#### Instructions to follow:
Run through the data and copy out every line that mentions the word "closed".

--- START ---

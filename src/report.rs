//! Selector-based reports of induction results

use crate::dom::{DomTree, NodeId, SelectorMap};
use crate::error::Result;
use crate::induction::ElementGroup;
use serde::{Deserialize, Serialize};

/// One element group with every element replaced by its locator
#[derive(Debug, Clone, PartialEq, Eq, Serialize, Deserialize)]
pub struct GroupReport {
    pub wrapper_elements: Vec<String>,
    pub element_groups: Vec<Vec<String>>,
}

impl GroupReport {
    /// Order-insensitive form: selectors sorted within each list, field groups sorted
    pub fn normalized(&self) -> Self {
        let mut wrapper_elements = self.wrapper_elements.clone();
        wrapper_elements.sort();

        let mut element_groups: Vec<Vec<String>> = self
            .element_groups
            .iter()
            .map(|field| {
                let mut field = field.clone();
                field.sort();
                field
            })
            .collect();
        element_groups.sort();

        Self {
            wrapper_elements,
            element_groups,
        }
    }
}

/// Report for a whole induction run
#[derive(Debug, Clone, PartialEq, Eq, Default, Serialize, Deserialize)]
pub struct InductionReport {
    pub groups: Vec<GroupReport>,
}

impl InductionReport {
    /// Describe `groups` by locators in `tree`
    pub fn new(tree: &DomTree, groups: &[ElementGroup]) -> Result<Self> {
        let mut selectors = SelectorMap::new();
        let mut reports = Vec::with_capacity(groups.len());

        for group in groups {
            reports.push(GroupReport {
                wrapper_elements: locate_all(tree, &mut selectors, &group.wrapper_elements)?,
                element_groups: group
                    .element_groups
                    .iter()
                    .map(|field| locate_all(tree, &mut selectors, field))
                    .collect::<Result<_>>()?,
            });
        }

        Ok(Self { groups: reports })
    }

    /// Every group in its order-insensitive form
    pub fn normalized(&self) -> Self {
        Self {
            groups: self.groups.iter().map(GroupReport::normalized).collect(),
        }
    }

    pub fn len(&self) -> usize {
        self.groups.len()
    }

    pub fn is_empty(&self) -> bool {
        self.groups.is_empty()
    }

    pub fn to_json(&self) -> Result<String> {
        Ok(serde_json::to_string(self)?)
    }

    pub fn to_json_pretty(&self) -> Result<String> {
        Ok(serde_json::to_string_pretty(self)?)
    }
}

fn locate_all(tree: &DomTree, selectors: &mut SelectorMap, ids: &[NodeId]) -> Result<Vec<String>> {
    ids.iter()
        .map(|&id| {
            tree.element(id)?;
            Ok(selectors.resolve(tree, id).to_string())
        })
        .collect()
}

--- END ---
--- START ---

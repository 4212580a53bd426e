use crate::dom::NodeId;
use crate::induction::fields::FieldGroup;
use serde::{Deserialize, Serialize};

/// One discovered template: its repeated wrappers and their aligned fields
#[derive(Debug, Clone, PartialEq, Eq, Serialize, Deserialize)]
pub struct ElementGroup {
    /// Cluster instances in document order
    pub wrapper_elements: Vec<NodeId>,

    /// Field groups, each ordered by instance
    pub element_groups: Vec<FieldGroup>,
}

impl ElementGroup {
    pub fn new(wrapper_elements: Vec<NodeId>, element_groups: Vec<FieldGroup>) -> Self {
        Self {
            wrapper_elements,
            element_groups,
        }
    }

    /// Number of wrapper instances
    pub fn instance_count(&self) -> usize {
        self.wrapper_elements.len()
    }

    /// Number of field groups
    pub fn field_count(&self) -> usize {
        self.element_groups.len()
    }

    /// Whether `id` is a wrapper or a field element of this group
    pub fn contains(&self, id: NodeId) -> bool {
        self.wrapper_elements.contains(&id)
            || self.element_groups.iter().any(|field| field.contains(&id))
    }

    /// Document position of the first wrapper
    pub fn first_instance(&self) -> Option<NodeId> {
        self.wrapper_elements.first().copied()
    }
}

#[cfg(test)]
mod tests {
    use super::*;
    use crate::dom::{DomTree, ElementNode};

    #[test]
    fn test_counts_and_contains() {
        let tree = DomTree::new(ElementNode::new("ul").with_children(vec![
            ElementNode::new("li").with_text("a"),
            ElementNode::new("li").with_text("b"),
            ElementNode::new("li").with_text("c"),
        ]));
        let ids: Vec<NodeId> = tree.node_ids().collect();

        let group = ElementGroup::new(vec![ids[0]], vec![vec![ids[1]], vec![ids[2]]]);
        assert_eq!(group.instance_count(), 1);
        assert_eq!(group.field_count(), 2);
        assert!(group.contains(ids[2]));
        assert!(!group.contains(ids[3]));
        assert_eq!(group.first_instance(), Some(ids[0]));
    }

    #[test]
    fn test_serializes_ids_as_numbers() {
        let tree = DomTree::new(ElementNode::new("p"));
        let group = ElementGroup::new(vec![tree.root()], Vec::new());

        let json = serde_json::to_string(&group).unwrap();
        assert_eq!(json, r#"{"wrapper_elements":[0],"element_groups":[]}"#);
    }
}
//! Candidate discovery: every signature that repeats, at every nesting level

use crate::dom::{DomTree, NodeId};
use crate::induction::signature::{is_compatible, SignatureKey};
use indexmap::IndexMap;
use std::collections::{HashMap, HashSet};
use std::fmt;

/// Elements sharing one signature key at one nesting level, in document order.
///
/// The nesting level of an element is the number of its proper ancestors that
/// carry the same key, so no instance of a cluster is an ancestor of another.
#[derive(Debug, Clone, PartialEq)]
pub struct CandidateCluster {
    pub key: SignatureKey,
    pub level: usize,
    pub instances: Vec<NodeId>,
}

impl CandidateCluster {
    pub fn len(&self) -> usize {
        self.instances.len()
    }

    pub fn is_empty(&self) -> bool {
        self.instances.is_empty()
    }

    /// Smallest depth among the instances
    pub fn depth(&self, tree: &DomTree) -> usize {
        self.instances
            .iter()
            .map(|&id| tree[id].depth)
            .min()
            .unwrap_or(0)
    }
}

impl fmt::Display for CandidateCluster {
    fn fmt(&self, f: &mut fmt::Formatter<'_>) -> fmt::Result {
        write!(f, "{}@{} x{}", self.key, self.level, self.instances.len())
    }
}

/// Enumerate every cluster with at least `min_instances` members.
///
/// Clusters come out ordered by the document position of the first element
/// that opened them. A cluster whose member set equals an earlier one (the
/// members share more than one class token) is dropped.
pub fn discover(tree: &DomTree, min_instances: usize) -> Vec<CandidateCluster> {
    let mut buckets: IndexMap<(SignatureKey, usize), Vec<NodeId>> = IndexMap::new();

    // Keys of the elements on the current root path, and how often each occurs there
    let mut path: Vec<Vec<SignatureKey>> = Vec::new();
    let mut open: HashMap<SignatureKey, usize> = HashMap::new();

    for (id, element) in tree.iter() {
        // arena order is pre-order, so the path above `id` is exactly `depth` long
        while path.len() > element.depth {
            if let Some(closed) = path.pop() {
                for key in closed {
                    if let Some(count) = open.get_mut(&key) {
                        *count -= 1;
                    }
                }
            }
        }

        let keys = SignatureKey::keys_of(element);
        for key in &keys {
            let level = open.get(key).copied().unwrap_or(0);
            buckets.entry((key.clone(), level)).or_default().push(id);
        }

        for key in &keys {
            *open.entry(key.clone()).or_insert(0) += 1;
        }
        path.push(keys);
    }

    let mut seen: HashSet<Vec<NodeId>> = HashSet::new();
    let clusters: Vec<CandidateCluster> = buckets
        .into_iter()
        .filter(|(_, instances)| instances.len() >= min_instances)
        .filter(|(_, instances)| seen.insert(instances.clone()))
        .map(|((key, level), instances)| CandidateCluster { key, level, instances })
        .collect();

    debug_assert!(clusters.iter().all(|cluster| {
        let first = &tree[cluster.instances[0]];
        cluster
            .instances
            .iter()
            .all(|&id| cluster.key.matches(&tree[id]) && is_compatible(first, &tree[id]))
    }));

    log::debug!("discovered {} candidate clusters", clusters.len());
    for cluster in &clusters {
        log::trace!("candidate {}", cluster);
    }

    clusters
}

--- END ---
--- START ---

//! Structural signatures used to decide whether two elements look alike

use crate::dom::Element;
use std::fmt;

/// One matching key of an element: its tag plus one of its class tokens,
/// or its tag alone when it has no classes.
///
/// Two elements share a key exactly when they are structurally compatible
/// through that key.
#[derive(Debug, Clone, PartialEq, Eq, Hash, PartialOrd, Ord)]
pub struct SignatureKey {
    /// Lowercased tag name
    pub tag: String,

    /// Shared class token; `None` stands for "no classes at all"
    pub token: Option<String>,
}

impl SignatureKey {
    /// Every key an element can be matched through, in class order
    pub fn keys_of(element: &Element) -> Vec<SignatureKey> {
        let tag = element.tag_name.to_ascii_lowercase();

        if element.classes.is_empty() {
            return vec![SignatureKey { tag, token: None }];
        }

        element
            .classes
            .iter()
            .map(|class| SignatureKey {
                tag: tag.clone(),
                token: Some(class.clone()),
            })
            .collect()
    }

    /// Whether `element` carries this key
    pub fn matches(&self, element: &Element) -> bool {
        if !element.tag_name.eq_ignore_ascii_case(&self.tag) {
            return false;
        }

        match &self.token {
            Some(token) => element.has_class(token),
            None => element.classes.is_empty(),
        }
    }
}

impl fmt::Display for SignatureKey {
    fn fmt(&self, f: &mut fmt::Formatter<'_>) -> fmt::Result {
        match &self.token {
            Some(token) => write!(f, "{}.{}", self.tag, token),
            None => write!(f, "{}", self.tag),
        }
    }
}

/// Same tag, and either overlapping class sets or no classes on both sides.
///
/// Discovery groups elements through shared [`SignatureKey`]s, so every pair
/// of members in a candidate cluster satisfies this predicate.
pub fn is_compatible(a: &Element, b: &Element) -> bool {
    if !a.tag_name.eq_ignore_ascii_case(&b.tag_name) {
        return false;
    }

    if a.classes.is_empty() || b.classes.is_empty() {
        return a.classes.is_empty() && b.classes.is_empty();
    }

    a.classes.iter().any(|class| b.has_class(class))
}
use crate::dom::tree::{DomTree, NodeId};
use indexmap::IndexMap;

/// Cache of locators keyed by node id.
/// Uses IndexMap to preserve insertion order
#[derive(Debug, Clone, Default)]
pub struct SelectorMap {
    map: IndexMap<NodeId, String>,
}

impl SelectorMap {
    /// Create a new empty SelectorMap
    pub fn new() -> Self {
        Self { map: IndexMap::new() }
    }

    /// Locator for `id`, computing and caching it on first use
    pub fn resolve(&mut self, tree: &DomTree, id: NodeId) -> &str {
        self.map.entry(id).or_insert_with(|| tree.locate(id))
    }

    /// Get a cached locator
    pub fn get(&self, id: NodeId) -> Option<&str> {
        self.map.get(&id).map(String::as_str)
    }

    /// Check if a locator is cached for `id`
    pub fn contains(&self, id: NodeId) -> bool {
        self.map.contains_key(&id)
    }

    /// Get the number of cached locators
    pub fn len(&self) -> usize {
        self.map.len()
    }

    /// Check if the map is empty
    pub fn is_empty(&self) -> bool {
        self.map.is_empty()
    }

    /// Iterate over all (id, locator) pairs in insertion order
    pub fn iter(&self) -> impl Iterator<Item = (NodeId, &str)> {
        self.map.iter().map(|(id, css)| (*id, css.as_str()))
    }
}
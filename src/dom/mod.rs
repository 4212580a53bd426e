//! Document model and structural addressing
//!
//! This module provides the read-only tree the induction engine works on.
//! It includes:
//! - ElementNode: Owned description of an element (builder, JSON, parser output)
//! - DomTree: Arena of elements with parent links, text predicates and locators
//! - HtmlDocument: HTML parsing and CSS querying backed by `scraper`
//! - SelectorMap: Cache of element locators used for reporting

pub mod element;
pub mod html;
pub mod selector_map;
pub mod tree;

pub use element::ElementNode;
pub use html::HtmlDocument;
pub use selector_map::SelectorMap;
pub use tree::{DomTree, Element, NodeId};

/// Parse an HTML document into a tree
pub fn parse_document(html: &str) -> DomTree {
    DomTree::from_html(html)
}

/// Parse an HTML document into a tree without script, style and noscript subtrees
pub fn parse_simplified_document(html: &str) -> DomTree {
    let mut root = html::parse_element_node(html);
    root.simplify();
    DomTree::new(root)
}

--- END ---

#### Answer to this task:
            if let Some(closed) = path.pop() {
                for key in closed {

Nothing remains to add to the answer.